One of the critical points of this convergence is of course the human central nervous system. On one side of the equation, we are connecting the impulses of the brain to systems that manipulate the physical world, such as this example. On the other side, the increasing efforts to hack the CNS mean digital events can be made fully sensorial at a fundamental level (through the familiar grammar of pain, pleasure, pressure, touch, sound, imagery, smell, etc.), and thus our digital lives can be experienced in the same way our physical lives have been experienced for tens of thousands of years.

In this vein, here’s a very simple and brilliant illustration. It’s the Like-A-Hug vest from Melissa Kit Chow, Andy Payne and Phil Seaton.

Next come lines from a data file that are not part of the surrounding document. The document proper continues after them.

use reqwest::Client;
use serde::{Deserialize, Serialize};
use tracing::debug;

use crate::errors::BackendError;
use crate::llm::prompts::{build_chunk_prompt, SYSTEM_PROMPT};
use crate::models::{Chunk, RawCandidate};
use crate::registry::SpeakerRegistry;

/// Configuration for the Anthropic API client.
#[derive(Debug, Clone)]
pub struct AnthropicConfig {
    /// API key (from ANTHROPIC_API_KEY env var)
    pub api_key: String,
    /// Model to use (e.g., "claude-sonnet-4-20250514")
    pub model: String,
    /// Temperature (0-1, lower = more deterministic)
    pub temperature: f64,
    /// Maximum tokens in response
    pub max_tokens: u32,
}

impl AnthropicConfig {
    /// Create config from environment variables.
    pub fn from_env() -> Result<Self, BackendError> {
        let api_key = std::env::var("ANTHROPIC_API_KEY").map_err(|_| {
            BackendError::ConfigError("ANTHROPIC_API_KEY environment variable not set".to_string())
        })?;

        Ok(Self {
            api_key,
            model: "claude-sonnet-4-20250514".to_string(),
            temperature: 0.1,
            max_tokens: 4096,
        })
    }

    /// Create with custom settings.
    pub fn new(api_key: String, model: String) -> Self {
        Self {
            api_key,
            model,
            temperature: 0.1,
            max_tokens: 4096,
        }
    }
}

/// Anthropic API client acting as the remote classification backend.
pub struct AnthropicClient {
    client: Client,
    config: AnthropicConfig,
}

impl AnthropicClient {
    pub fn new(config: AnthropicConfig) -> Self {
        Self {
            client: Client::new(),
            config,
        }
    }

    /// Classify one chunk into raw candidate records.
    ///
    /// The candidates come back untyped and in whatever field-name variants
    /// the model chose; the caller passes them through the normalizer. Line
    /// order within the chunk is preserved by contract.
    pub async fn classify_chunk(
        &self,
        chunk: &Chunk,
        registry: &SpeakerRegistry,
    ) -> Result<Vec<RawCandidate>, BackendError> {
        let prompt = build_chunk_prompt(chunk, registry);
        let submission = self.send_with_tool(SYSTEM_PROMPT, &prompt).await?;
        debug!(
            "Chunk {}: backend returned {} candidates",
            chunk.index,
            submission.segments.len()
        );
        Ok(submission.segments)
    }

    /// Send a message with tool use for structured output.
    async fn send_with_tool(
        &self,
        system: &str,
        user: &str,
    ) -> Result<SegmentSubmission, BackendError> {
        let tool = Tool {
            name: "submit_segments".to_string(),
            description: "Submit the parsed screenplay segments in original line order"
                .to_string(),
            input_schema: serde_json::json!({
                "type": "object",
                "properties": {
                    "segments": {
                        "type": "array",
                        "items": {
                            "type": "object",
                            "properties": {
                                "timecode": {
                                    "type": "string",
                                    "description": "Timestamp, or full segment marker including dashes"
                                },
                                "speaker": {
                                    "description": "Speaker name(s) in ALL CAPS, audio notation included",
                                    "anyOf": [
                                        {"type": "string"},
                                        {"type": "array", "items": {"type": "string"}}
                                    ]
                                },
                                "audio_type": {"type": "string"},
                                "scene_type": {"type": "string", "enum": ["INT", "EXT"]},
                                "location": {"type": "string"},
                                "text": {"type": "string"},
                                "type": {"type": "string"}
                            }
                        }
                    }
                },
                "required": ["segments"]
            }),
        };

        let request = AnthropicToolRequest {
            model: self.config.model.clone(),
            max_tokens: self.config.max_tokens,
            temperature: Some(self.config.temperature),
            system: Some(system.to_string()),
            messages: vec![Message {
                role: "user".to_string(),
                content: user.to_string(),
            }],
            tools: vec![tool],
            tool_choice: Some(ToolChoice {
                choice_type: "tool".to_string(),
                name: "submit_segments".to_string(),
            }),
        };

        let response = self
            .client
            .post("https://api.anthropic.com/v1/messages")
            .header("x-api-key", &self.config.api_key)
            .header("anthropic-version", "2023-06-01")
            .header("content-type", "application/json")
            .json(&request)
            .send()
            .await?;

        if !response.status().is_success() {
            let status = response.status().as_u16();
            let message = response.text().await.unwrap_or_default();
            return Err(BackendError::ApiError { status, message });
        }

        let response: AnthropicResponse = response
            .json()
            .await
            .map_err(|e| BackendError::ParseError(e.to_string()))?;

        // Find the tool_use content block
        for content in &response.content {
            if content.content_type == "tool_use"
                && content.name.as_deref() == Some("submit_segments")
            {
                if let Some(input) = &content.input {
                    return serde_json::from_value(input.clone())
                        .map_err(|e| BackendError::ParseError(e.to_string()));
                }
            }
        }

        Err(BackendError::EmptyResponse)
    }
}

/// Tool submission payload: the parsed segments in order.
#[derive(Debug, Deserialize)]
struct SegmentSubmission {
    #[serde(default)]
    segments: Vec<RawCandidate>,
}

#[derive(Debug, Serialize)]
struct AnthropicToolRequest {
    model: String,
    max_tokens: u32,
    #[serde(skip_serializing_if = "Option::is_none")]
    temperature: Option<f64>,
    #[serde(skip_serializing_if = "Option::is_none")]
    system: Option<String>,
    messages: Vec<Message>,
    tools: Vec<Tool>,
    #[serde(skip_serializing_if = "Option::is_none")]
    tool_choice: Option<ToolChoice>,
}

#[derive(Debug, Serialize)]
struct Message {
    role: String,
    content: String,
}

#[derive(Debug, Serialize)]
struct Tool {
    name: String,
    description: String,
    input_schema: serde_json::Value,
}

#[derive(Debug, Serialize)]
struct ToolChoice {
    #[serde(rename = "type")]
    choice_type: String,
    name: String,
}

#[derive(Debug, Deserialize)]
struct AnthropicResponse {
    content: Vec<ContentBlock>,
}

#[derive(Debug, Deserialize)]
struct ContentBlock {
    #[serde(rename = "type")]
    content_type: String,
    #[serde(default)]
    name: Option<String>,
    #[serde(default)]
    input: Option<serde_json::Value>,
}

#[cfg(test)]
mod tests {
    use super::*;
    use crate::models::SpeakerField;

    #[test]
    fn test_parse_segment_submission() {
        let json = serde_json::json!({
            "segments": [
                {"timecode": "00:05:44", "speaker": "FERNANDO (MO)", "text": "Vstúpte."},
                {"timecode": "00:06:12----------", "text": ""},
                {"speaker": ["FUENSALIDA", "CHACÓN"], "audio_type": "VO", "text": "Avšak..list z Flámska sa zdržal."}
            ]
        });

        let submission: SegmentSubmission = serde_json::from_value(json).unwrap();

        assert_eq!(submission.segments.len(), 3);
        assert_eq!(
            submission.segments[0].speaker,
            Some(SpeakerField::One("FERNANDO (MO)".to_string()))
        );
        assert_eq!(
            submission.segments[1].timecode.as_deref(),
            Some("00:06:12----------")
        );
        assert_eq!(
            submission.segments[2].speaker,
            Some(SpeakerField::Many(vec![
                "FUENSALIDA".to_string(),
                "CHACÓN".to_string()
            ]))
        );
    }

    #[test]
    fn test_config_defaults() {
        let config = AnthropicConfig::new("key".to_string(), "model".to_string());
        assert_eq!(config.temperature, 0.1);
        assert_eq!(config.max_tokens, 4096);
    }
}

Here’s a video Chow posted on her blog:

The basic concept is that it’s a social media vest that inflates to “hug” you when someone clicks “Like” on one of your social media posts, thus giving you the physical sensation of an embrace (and thus the emotional validation) that is implicit in the virtual social media act of “liking” or similar. You can also send the hug back, apparently, by embracing yourself and deflating the vest.

I love it, and I am delighted by the image in my head: imagine looking out on a city street full of people wearing these vests, all of whom are immersed in their own mobile digital headspace. And in that sea, you’d see these vests puff up and deflate at intervals, as people hug each other at a distance, responding cryptically through the medium of the vest to a vast construct of data just beyond the ancient limitations of our five physical senses.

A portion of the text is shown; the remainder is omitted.